- Opening Delimiter -
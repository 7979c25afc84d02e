// Copyright (c) 2025 Encore Contributors. All rights reserved.
// SPDX-License-Identifier: Proprietary

//! Server-side refresh-token storage.
//!
//! The authoritative copy lives in Redis with a TTL matching the token's
//! embedded expiry. The in-memory implementation backs tests and
//! single-instance deployments that run without Redis.

use std::collections::HashMap;
use std::time::{Duration, Instant};

use async_trait::async_trait;
use deadpool_redis::Pool as RedisPool;
use tokio::sync::RwLock;

use crate::SessionError;

const KEY_PREFIX: &str = "refresh_token:";

/// Storage for the server-side copy of refresh tokens, keyed by member email.
#[async_trait]
pub trait RefreshTokenStore: Send + Sync {
	/// Store a refresh token, replacing any previous one for this email.
	async fn put(&self, email: &str, token: &str, ttl: Duration) -> Result<(), SessionError>;

	/// Fetch the stored token, if present and unexpired.
	async fn get(&self, email: &str) -> Result<Option<String>, SessionError>;

	/// Drop the stored token. Removing an absent token is not an error.
	async fn remove(&self, email: &str) -> Result<(), SessionError>;
}

/// Create a deadpool Redis pool from a connection URL.
pub fn create_redis_pool(url: &str) -> Result<RedisPool, SessionError> {
	let cfg = deadpool_redis::Config::from_url(url);
	Ok(cfg.create_pool(Some(deadpool_redis::Runtime::Tokio1))?)
}

/// Redis-backed store for multi-instance deployments.
#[derive(Clone)]
pub struct RedisRefreshTokenStore {
	pool: RedisPool,
}

impl RedisRefreshTokenStore {
	pub fn new(pool: RedisPool) -> Self {
		Self { pool }
	}

	fn key(email: &str) -> String {
		format!("{KEY_PREFIX}{email}")
	}
}

#[async_trait]
impl RefreshTokenStore for RedisRefreshTokenStore {
	#[tracing::instrument(skip(self, token))]
	async fn put(&self, email: &str, token: &str, ttl: Duration) -> Result<(), SessionError> {
		let mut conn = self.pool.get().await?;
		let _: () = redis::cmd("SET")
			.arg(Self::key(email))
			.arg(token)
			.arg("EX")
			.arg(ttl.as_secs())
			.query_async(&mut conn)
			.await?;
		tracing::debug!("refresh token stored");
		Ok(())
	}

	#[tracing::instrument(skip(self))]
	async fn get(&self, email: &str) -> Result<Option<String>, SessionError> {
		let mut conn = self.pool.get().await?;
		let token: Option<String> = redis::cmd("GET")
			.arg(Self::key(email))
			.query_async(&mut conn)
			.await?;
		Ok(token)
	}

	#[tracing::instrument(skip(self))]
	async fn remove(&self, email: &str) -> Result<(), SessionError> {
		let mut conn = self.pool.get().await?;
		let _: () = redis::cmd("DEL")
			.arg(Self::key(email))
			.query_async(&mut conn)
			.await?;
		Ok(())
	}
}

/// In-memory store for tests and single-instance deployments.
#[derive(Default)]
pub struct InMemoryRefreshTokenStore {
	entries: RwLock<HashMap<String, (String, Instant)>>,
}

impl InMemoryRefreshTokenStore {
	pub fn new() -> Self {
		Self::default()
	}
}

#[async_trait]
impl RefreshTokenStore for InMemoryRefreshTokenStore {
	async fn put(&self, email: &str, token: &str, ttl: Duration) -> Result<(), SessionError> {
		let deadline = Instant::now() + ttl;
		self.entries
			.write()
			.await
			.insert(email.to_string(), (token.to_string(), deadline));
		Ok(())
	}

	async fn get(&self, email: &str) -> Result<Option<String>, SessionError> {
		let entries = self.entries.read().await;
		Ok(entries.get(email).and_then(|(token, deadline)| {
			if Instant::now() < *deadline {
				Some(token.clone())
			} else {
				None
			}
		}))
	}

	async fn remove(&self, email: &str) -> Result<(), SessionError> {
		self.entries.write().await.remove(email);
		Ok(())
	}
}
- Closing Delimiter -
▶ **The task**
Go through the listing above and locate each line that holds the word "Some". Copy those lines.

▶ **Exercise answer**
	Ok(cfg.create_pool(Some(deadpool_redis::Runtime::Tokio1))?)
				Some(token.clone())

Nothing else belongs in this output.